Wetzel's creations are far from all being victims though; in fact, there are several stories in the collection which verge on creepy.  Witnesses, the first story (possibly my favourite), has a young woman telling her partner about the time she found a dead body.  Rather than simply relating the story though, details are added throughout several retellings, each time both adding to the whole picture and subtracting from the narrator's reliability.

When it comes to creepy though, Poor Knights takes the cake (or fried breakfast snack, as is the case).  At the start of the story, the reader is given the impression that two friends are talking about someone they once knew, wondering what she might be doing now.  By the end of the story, Wetzel has sketched out a picture of two sisters who turn up on their aunt's doorstep and simply refuse to leave...

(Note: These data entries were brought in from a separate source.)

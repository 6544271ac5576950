use eb1a_intake::intake::{
    Criterion, ExportKind, FormId, FormRepository, ObjectStore, RepositoryError, StatusFilter,
    StorageError, StoredForm,
};
use metrics_exporter_prometheus::PrometheusHandle;
use mime_guess::mime::Mime;
use std::collections::HashMap;
use std::path::PathBuf;
use std::sync::atomic::AtomicBool;
use std::sync::{Arc, Mutex};

#[derive(Clone)]
pub(crate) struct AppState {
    pub(crate) readiness: Arc<AtomicBool>,
    pub(crate) metrics: Arc<PrometheusHandle>,
    pub(crate) upload_root: Arc<PathBuf>,
}

#[derive(Default, Clone)]
pub(crate) struct InMemoryFormRepository {
    records: Arc<Mutex<HashMap<FormId, StoredForm>>>,
}

impl FormRepository for InMemoryFormRepository {
    fn insert(&self, record: StoredForm) -> Result<StoredForm, RepositoryError> {
        let mut guard = self
            .records
            .lock()
            .map_err(|_| RepositoryError::Unavailable("repository mutex poisoned".to_string()))?;
        if guard.contains_key(&record.id) {
            return Err(RepositoryError::Conflict);
        }
        guard.insert(record.id.clone(), record.clone());
        Ok(record)
    }

    fn update(&self, record: StoredForm) -> Result<(), RepositoryError> {
        let mut guard = self
            .records
            .lock()
            .map_err(|_| RepositoryError::Unavailable("repository mutex poisoned".to_string()))?;
        if guard.contains_key(&record.id) {
            guard.insert(record.id.clone(), record);
            Ok(())
        } else {
            Err(RepositoryError::NotFound)
        }
    }

    fn fetch(&self, id: &FormId) -> Result<Option<StoredForm>, RepositoryError> {
        let guard = self
            .records
            .lock()
            .map_err(|_| RepositoryError::Unavailable("repository mutex poisoned".to_string()))?;
        Ok(guard.get(id).cloned())
    }

    fn list(&self) -> Result<Vec<StoredForm>, RepositoryError> {
        let guard = self
            .records
            .lock()
            .map_err(|_| RepositoryError::Unavailable("repository mutex poisoned".to_string()))?;
        Ok(guard.values().cloned().collect())
    }
}

/// Store for offline commands that never accept uploads.
pub(crate) struct OfflineStore;

impl ObjectStore for OfflineStore {
    fn upload(
        &self,
        _path: &str,
        _bytes: &[u8],
        _content_type: &Mime,
    ) -> Result<String, StorageError> {
        Err(StorageError::Transport(
            "uploads are disabled for offline commands".to_string(),
        ))
    }
}

pub(crate) fn parse_status_filter(raw: &str) -> Result<StatusFilter, String> {
    match raw.trim().to_ascii_lowercase().as_str() {
        "all" => Ok(StatusFilter::All),
        "draft" => Ok(StatusFilter::Draft),
        "submitted" => Ok(StatusFilter::Submitted),
        other => Err(format!(
            "unknown status '{other}' (expected all, draft, or submitted)"
        )),
    }
}

pub(crate) fn parse_export_kind(raw: &str) -> Result<ExportKind, String> {
    match raw.trim().to_ascii_lowercase().as_str() {
        "summary" => Ok(ExportKind::Summary),
        "entries" => Ok(ExportKind::Entries),
        other => Err(format!(
            "unknown export kind '{other}' (expected summary or entries)"
        )),
    }
}

pub(crate) fn parse_criterion(raw: &str) -> Result<Criterion, String> {
    Criterion::from_key(raw.trim()).ok_or_else(|| {
        let known: Vec<&str> = Criterion::ALL.iter().map(|criterion| criterion.key()).collect();
        format!("unknown criterion '{raw}' (expected one of {})", known.join(", "))
    })
}

#[cfg(test)]
mod tests {
    use super::*;
    use chrono::Utc;
    use serde_json::json;

    fn row(id: &str) -> StoredForm {
        StoredForm {
            id: FormId(id.to_string()),
            data: json!({ "fullName": "Ada Lovelace", "email": "ada@example.org" }),
            status: Default::default(),
            created_at: Utc::now(),
            updated_at: None,
            submitted_at: None,
        }
    }

    #[test]
    fn repository_rejects_duplicate_inserts_and_unknown_updates() {
        let repository = InMemoryFormRepository::default();
        repository.insert(row("f-1")).expect("first insert");

        assert!(matches!(
            repository.insert(row("f-1")),
            Err(RepositoryError::Conflict)
        ));
        assert!(matches!(
            repository.update(row("f-2")),
            Err(RepositoryError::NotFound)
        ));
        assert_eq!(repository.list().expect("list").len(), 1);
    }

    #[test]
    fn cli_value_parsers_accept_known_names() {
        assert_eq!(parse_status_filter(" Submitted "), Ok(StatusFilter::Submitted));
        assert!(parse_status_filter("archived").is_err());
        assert_eq!(parse_export_kind("ENTRIES"), Ok(ExportKind::Entries));
        assert_eq!(parse_criterion("leadingRoles"), Ok(Criterion::LeadingRoles));
        assert!(parse_criterion("patents")
            .expect_err("unknown")
            .contains("commercialSuccesses"));
    }
}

The writer's style is very simple, with many of the stories consisting of sequences of simple sentences, statements of fact which somehow manage to obscure the truth rather than reveal it.  On the whole, the stories also consist of fairly short, loosely-connected paragraphs, brief snapshots from which the reader must assemble a bigger picture.  There is a sense of unease running through the collection, leaving you with the feeling that while life generally goes on, it would be best not to rely too much on anything - or anyone.

In fact, Long Days is a book built on pessimism.  There is a constant sense of foreboding, and lives are lived under permanent clouds.  In the final story of the collection, Other People's Windows, Wetzel writes a love story where a man and a woman get together.  So why does it feel anything but happy?  Perhaps it's sentences like these:
"At heart everything was very simple, they were floating on a steady stream.  They would be each other's assurance, trust each other, entwine like the ivy which envelops a house.  That's how their love would grow, dense and green, until no light could penetrate.  One or both of them would reach for the secateurs, and in the end all that would be left would be a pile of branches on the ground." p.109 (Comma Press, 2008)
It's not exactly "happy-ever-after" material, is it...

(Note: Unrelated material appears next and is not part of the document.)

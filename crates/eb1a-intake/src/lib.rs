pub mod config;
pub mod error;
pub mod intake;
pub mod telemetry;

Long Days isn't quite the book you need if you're a little down in the dumps, but it is another good Comma Press offering.  Not all of the stories were of the same standard - the two I haven't mentioned, Two Voices and Overgrown, didn't really grab me -, but on the whole, reading Long Days is an enjoyable way to spend the evening.

Although I'm not sure that 'enjoyable' is quite the right word here...

Tuesday, 30 October 2012

Books and Dreams

From the first of November, things will be going all Germanic around these parts with the start of German Literature Month.  However, before that all starts, I just have time to bring you one last taste of Iceland, and a wonderful one it is too :)

*****
Gyrðir Elíasson's Stone Tree, translated by Victoria Cribb, is another short story collection that the wonderful Comma Press were kind enough to send me a copy of.  Unlike the others I've reviewed though, Stone Tree's offerings are more akin to flash fiction - the 116 pages contain 25 different stories.  These vignettes work superbly though, describing slices of life, glimpses of a moment in time like a photograph, or a video lasting but a few brief seconds.

Not a lot happens in some of the stories, but the reader is still intrigued as to why events unfold (and are set up) as they are.  For example, in A House of Two Stories, two men living on different floors in the same house translate different books by the same author - and that's it.  Elíasson's skill lies in sketching this out in a few hundred words in such a way that the reader feels that there is something more to the story than this and is engaged enough to wonder what exactly that could be.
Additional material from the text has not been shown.